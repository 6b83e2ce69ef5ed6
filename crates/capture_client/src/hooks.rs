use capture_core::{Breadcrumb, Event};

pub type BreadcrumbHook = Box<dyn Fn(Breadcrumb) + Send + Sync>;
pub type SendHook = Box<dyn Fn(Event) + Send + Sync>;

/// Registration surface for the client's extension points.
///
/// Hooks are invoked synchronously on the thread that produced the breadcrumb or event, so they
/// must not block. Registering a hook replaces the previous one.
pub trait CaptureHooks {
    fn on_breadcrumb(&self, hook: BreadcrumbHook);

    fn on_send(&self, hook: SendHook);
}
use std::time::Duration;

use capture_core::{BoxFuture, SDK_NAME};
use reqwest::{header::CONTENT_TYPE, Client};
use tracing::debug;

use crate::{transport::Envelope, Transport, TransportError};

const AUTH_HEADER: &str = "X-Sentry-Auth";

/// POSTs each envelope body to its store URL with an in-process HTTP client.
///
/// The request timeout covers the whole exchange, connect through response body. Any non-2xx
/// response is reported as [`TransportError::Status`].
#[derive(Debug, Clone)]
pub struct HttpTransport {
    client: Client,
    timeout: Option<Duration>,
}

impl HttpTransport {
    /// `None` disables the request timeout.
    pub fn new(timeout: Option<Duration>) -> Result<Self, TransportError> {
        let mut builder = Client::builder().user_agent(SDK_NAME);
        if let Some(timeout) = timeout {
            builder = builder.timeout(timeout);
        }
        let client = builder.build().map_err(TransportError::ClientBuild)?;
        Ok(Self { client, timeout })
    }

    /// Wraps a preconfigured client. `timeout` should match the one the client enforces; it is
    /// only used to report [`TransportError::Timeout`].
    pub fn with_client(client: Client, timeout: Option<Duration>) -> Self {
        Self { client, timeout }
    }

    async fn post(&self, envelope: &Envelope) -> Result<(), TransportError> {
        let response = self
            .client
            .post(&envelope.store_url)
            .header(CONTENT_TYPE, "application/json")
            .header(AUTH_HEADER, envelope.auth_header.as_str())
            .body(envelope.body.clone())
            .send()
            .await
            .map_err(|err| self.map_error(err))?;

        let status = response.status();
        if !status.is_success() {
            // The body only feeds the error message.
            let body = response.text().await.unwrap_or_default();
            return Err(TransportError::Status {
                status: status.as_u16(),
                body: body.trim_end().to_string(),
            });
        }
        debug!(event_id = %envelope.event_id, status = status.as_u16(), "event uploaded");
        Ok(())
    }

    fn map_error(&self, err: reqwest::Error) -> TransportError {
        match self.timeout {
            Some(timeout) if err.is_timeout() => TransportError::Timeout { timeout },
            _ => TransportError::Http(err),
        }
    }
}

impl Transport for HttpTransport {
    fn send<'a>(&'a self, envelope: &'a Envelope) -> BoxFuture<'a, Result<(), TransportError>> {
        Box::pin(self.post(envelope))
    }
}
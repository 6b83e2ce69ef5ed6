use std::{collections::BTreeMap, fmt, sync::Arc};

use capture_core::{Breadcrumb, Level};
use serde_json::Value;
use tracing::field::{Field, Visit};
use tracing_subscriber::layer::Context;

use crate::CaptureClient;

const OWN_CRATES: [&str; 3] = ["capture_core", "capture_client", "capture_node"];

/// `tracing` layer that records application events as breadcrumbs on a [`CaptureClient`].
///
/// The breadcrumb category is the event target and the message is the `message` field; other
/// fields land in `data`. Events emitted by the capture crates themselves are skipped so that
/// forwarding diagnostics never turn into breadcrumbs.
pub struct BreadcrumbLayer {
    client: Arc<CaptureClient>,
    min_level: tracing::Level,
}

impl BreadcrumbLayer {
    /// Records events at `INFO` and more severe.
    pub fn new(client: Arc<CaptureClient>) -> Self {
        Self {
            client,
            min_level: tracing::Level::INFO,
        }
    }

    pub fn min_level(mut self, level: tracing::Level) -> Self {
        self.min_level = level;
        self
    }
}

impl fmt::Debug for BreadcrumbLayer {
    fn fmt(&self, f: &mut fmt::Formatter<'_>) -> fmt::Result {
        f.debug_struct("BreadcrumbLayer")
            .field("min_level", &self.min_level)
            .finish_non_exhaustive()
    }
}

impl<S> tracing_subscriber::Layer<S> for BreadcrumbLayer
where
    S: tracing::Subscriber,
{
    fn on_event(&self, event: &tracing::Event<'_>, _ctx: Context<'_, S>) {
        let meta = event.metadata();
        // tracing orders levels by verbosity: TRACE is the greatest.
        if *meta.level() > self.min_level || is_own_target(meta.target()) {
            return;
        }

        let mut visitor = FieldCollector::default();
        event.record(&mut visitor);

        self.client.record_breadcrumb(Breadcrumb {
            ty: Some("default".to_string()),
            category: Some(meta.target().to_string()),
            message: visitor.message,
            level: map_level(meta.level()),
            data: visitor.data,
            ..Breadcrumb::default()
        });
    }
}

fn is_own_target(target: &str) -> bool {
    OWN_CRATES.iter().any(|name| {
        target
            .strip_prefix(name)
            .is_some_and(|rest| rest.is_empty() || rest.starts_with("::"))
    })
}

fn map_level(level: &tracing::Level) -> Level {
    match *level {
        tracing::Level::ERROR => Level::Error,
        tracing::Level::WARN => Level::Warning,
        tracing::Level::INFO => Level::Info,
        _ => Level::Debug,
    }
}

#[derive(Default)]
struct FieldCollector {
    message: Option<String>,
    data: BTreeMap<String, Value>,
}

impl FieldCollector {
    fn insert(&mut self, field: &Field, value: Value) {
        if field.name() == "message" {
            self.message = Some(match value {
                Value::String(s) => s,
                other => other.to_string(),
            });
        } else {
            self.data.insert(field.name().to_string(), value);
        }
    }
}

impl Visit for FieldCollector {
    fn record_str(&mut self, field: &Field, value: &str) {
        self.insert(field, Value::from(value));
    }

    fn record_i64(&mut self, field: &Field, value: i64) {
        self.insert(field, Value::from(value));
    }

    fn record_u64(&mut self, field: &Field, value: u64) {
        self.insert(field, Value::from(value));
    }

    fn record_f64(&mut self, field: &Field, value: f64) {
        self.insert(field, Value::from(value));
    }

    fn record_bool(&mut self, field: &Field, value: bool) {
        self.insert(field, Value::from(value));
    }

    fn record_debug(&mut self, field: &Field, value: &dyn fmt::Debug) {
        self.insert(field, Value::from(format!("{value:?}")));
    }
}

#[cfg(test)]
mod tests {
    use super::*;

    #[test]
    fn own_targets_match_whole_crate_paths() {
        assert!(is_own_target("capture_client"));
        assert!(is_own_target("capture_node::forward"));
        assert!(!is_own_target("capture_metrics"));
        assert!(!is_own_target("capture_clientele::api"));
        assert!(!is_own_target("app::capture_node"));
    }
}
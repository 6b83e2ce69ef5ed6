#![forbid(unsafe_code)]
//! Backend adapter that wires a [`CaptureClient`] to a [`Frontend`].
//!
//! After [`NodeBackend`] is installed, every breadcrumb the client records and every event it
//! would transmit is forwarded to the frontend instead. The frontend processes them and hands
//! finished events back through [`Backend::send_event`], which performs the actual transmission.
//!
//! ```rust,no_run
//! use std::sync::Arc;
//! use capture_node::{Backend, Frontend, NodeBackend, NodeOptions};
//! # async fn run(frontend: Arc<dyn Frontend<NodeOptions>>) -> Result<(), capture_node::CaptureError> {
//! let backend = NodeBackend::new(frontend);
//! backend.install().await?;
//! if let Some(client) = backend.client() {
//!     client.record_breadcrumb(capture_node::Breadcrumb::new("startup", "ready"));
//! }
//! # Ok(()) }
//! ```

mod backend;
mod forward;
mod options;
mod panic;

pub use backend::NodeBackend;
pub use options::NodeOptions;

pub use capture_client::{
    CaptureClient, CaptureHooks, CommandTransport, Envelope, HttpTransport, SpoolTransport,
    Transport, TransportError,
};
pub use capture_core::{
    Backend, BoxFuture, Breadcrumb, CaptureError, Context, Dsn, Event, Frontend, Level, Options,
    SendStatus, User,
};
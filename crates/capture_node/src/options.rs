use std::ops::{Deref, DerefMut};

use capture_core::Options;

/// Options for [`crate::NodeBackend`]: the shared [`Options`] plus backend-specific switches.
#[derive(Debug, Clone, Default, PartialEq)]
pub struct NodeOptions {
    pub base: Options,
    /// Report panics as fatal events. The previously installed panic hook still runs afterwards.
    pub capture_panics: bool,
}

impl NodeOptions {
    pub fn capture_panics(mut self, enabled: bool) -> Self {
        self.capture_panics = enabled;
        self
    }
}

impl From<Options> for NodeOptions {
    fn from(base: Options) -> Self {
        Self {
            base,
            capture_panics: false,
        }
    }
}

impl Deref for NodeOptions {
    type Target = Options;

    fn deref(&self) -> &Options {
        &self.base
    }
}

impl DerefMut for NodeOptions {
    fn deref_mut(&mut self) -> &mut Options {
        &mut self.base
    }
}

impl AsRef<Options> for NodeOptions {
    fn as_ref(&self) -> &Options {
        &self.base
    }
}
════════
● YOUR ASSIGNMENT
Each line of the data that includes "meta" counts once; say how many there are, giving nothing but the number.

● RESPONSE AREA
4